Éste es el primer llamamiento que nos hace la contemplación de la Inmaculada: la hermosura de la imagen que nos embelesa debe hacernos preguntar por nuestra actitud mariana como creyentes en Jesús, y puede acompañarnos en el encuentro. María, la Mujer Eterna, la Madre apasionadamente querida y deseada, vista ahora en la dimensión más juvenil plasmada por el pintor, sugiere infinita admiración y amor.
Todas las imágenes de la Virgen Inmaculada (particularmente en el barroco español) son en realidad un hondo poema a la nueva humanidad, un canto a la verdad del hombre nuevo “renacido en justicia y santidad”; es decir, son la expresión plástica del sueño y del deseo más altos de Dios y del ser humano: el advenimiento de una raza que no conozca la impureza del corazón, la impureza de cualquier forma de egoísmo o de maldad sobre sí y sobre los demás. Una raza inmaculada y -por eso mismo- humilde y generosa, no arrogante, tan perfecta en su condición moral como el Dios santo: “Sed perfectos como vuestro Padre es perfecto; sed santos porque Dios es santo; sed una sola cosa entre vosotros como el Padre y yo somos uno”.
¡Cuánta falta nos hace empezar a soñar y a desear este ser inmaculado capaz de rehacer la tierra y la historia humana!
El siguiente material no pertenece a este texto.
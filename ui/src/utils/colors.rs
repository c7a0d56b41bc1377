//! Shared color constants for the UI.

use egui::Color32;

/// Indigo accent used for primary buttons and the selected color swatch border.
pub const COLOR_ACCENT: Color32 = Color32::from_rgb(79, 70, 229);

/// Forest green color for success messages.
pub const COLOR_GREEN: Color32 = Color32::from_rgb(34, 139, 34);

/// Red color for error messages.
pub const COLOR_RED: Color32 = Color32::from_rgb(220, 53, 69);

/// Gray for placeholders and secondary text.
pub const COLOR_MUTED: Color32 = Color32::from_rgb(107, 114, 128);

/// Light gray border of the preview frame.
pub const COLOR_BORDER: Color32 = Color32::from_rgb(209, 213, 219);
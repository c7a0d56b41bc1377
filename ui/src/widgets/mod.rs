//! One widget per section of the studio window, top to bottom.

mod action_buttons;
mod appearance;
mod input_section;
mod logo_section;
mod message_dialog;
mod qr_preview;
mod version_footer;

pub use action_buttons::action_buttons;
pub use appearance::appearance_section;
pub use input_section::input_section;
pub use logo_section::logo_section;
pub use message_dialog::message_dialog;
pub use qr_preview::{PREVIEW_FRAME_SIZE, qr_preview};
pub use version_footer::version_footer;

use egui::{InnerResponse, RichText, Ui};

use crate::actions::apply_dropped_logo;
use crate::generation::poll_generation_result;
use crate::state::State;

/// Draws the whole studio form and its dialog.
///
/// Also collects a finished background generation and any dropped logo,
/// so it must run every frame.
pub fn studio_ui(state: &mut State, ui: &mut Ui) {
    let ctx = ui.ctx().clone();
    poll_generation_result(state, &ctx);
    apply_dropped_logo(state, &ctx);

    ui.vertical_centered(|ui| {
        ui.heading("QR Studio");
    });
    ui.add_space(8.0);

    input_section(state, ui);
    appearance_section(state, ui);
    logo_section(state, ui);
    ui.add_space(8.0);
    qr_preview(state, ui);
    ui.add_space(8.0);
    action_buttons(state, ui);

    message_dialog(state, ui);
}

/// A titled group box.
fn section<R>(
    ui: &mut Ui,
    title: &str,
    add_contents: impl FnOnce(&mut Ui) -> R,
) -> InnerResponse<R> {
    egui::Frame::group(ui.style())
        .inner_margin(10.0)
        .show(ui, |ui| {
            ui.set_width(ui.available_width());
            ui.label(RichText::new(title).strong());
            ui.add_space(4.0);
            add_contents(ui)
        })
}
pub mod colors;
pub mod drop_handler;
pub mod file_picker;
pub mod fonts;
pub mod image_data;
Nunca por una pretensión soberbia, sino por un descanso del alma individual y colectiva necesario para continuar la creación, por una identidad amorosa con nuestro Dios.
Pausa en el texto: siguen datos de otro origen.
//! Data-to-bitmap step.
//!
//! Encoding is delegated to the `qrcode` crate: error correction level H,
//! smallest version that fits. Rendering adds a quiet zone of
//! [`BORDER_MODULES`] and draws every module as a [`BOX_SIZE`] pixel square.

use image::{Rgb, RgbImage};
use qrcode::{EcLevel, QrCode};

use crate::color::QrColor;
use crate::error::{QrStudioError, Result};

/// Quiet zone, in modules.
pub const BORDER_MODULES: usize = 4;

/// Pixels per module in the raw rendering.
pub const BOX_SIZE: u32 = 10;

/// The module grid of an encoded symbol.
#[derive(Debug, Clone, PartialEq, Eq)]
pub struct QrMatrix {
    width: usize,
    dark: Vec<bool>,
}

impl QrMatrix {
    /// Modules per side, without the quiet zone.
    pub fn width(&self) -> usize {
        self.width
    }

    /// Modules per side, including the quiet zone on both sides.
    pub fn width_with_border(&self) -> usize {
        self.width + 2 * BORDER_MODULES
    }

    /// QR version implied by the width (`17 + 4 * version`).
    pub fn version(&self) -> usize {
        (self.width - 17) / 4
    }

    /// Whether the module at `(x, y)` is dark; out-of-range positions are
    /// light, which is what the quiet zone needs.
    pub fn is_dark(&self, x: usize, y: usize) -> bool {
        x < self.width && y < self.width && self.dark[y * self.width + x]
    }

    pub fn dark_count(&self) -> usize {
        self.dark.iter().filter(|d| **d).count()
    }
}

/// Encodes trimmed `data` at error correction level H.
pub fn encode_matrix(data: &str) -> Result<QrMatrix> {
    let data = data.trim();
    if data.is_empty() {
        return Err(QrStudioError::EmptyData);
    }

    let code = QrCode::with_error_correction_level(data.as_bytes(), EcLevel::H)?;
    let width = code.width();
    let dark = code
        .to_colors()
        .into_iter()
        .map(|c| c == qrcode::Color::Dark)
        .collect();

    log::debug!("Encoded {} bytes into a {width}x{width} symbol", data.len());

    Ok(QrMatrix { width, dark })
}

/// Draws the symbol with `color` modules on a white background.
pub fn render_modules(matrix: &QrMatrix, color: QrColor) -> RgbImage {
    let side = matrix.width_with_border() as u32 * BOX_SIZE;
    let dark: Rgb<u8> = color.into();
    let light: Rgb<u8> = QrColor::WHITE.into();

    RgbImage::from_fn(side, side, |x, y| {
        let mx = (x / BOX_SIZE) as usize;
        let my = (y / BOX_SIZE) as usize;
        let inside = |m: usize| m.checked_sub(BORDER_MODULES);
        match (inside(mx), inside(my)) {
            (Some(qx), Some(qy)) if matrix.is_dark(qx, qy) => dark,
            _ => light,
        }
    })
}

#[cfg(test)]
mod tests {
    use super::*;

    #[test]
    fn test_empty_data_is_rejected() {
        assert!(matches!(encode_matrix(""), Err(QrStudioError::EmptyData)));
        assert!(matches!(encode_matrix("   \n"), Err(QrStudioError::EmptyData)));
    }

    #[test]
    fn test_short_text_fits_small_version() {
        let matrix = encode_matrix("hello").unwrap();
        // 5 bytes at level H fit in version 1
        assert_eq!(matrix.width(), 21);
        assert_eq!(matrix.version(), 1);
        assert_eq!(matrix.width_with_border(), 29);
    }

    #[test]
    fn test_version_grows_with_data() {
        let small = encode_matrix("https://example.com").unwrap();
        let large = encode_matrix(&"x".repeat(500)).unwrap();
        assert!(large.width() > small.width());
    }

    #[test]
    fn test_too_much_data_fails() {
        // Version 40-H holds at most 1273 bytes
        let err = encode_matrix(&"x".repeat(3000)).unwrap_err();
        assert!(matches!(err, QrStudioError::Encode(_)));
    }

    #[test]
    fn test_finder_pattern_corner_is_dark() {
        let matrix = encode_matrix("hello").unwrap();
        assert!(matrix.is_dark(0, 0));
        assert!(!matrix.is_dark(matrix.width(), 0));
    }

    #[test]
    fn test_render_modules_geometry_and_colors() {
        let matrix = encode_matrix("hello").unwrap();
        let red = QrColor::new(255, 0, 0);
        let img = render_modules(&matrix, red);

        assert_eq!(img.dimensions(), (290, 290));
        // Quiet zone is white
        assert_eq!(img.get_pixel(0, 0).0, [255, 255, 255]);
        assert_eq!(img.get_pixel(39, 39).0, [255, 255, 255]);
        // First finder module starts right after the border
        assert_eq!(img.get_pixel(40, 40).0, [255, 0, 0]);
        assert_eq!(img.get_pixel(49, 49).0, [255, 0, 0]);
    }

    #[test]
    fn test_render_only_uses_two_colors() {
        let matrix = encode_matrix("two colors only").unwrap();
        let img = render_modules(&matrix, QrColor::new(0, 0, 128));
        assert!(
            img.pixels()
                .all(|p| p.0 == [255, 255, 255] || p.0 == [0, 0, 128])
        );
    }
}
La Inmaculada –esta Inmaculada niña de la pintura de Zurbarán- nos llama, nos invita a despertar y avivar ese deseo, a hacerlo nuestro, a tener nostalgia de la pureza absoluta, y a buscar el retorno a la inocencia original de la primera infancia (dañada tan pronto y tan amargamente). Muy en particular, en medio de mucha obscenidad mundana, nos pide la decisión de tomar una postura limpia e infinitamente respetuosa en orden a todos los seres.
Quizá de esta decisión depende el que esta Virgen del cuadro adquiera también la sonrisa que ahora no llega a aflorar en su rostro y que echamos en falta..
¡Unámonos a la claridad del alba para alegrarla!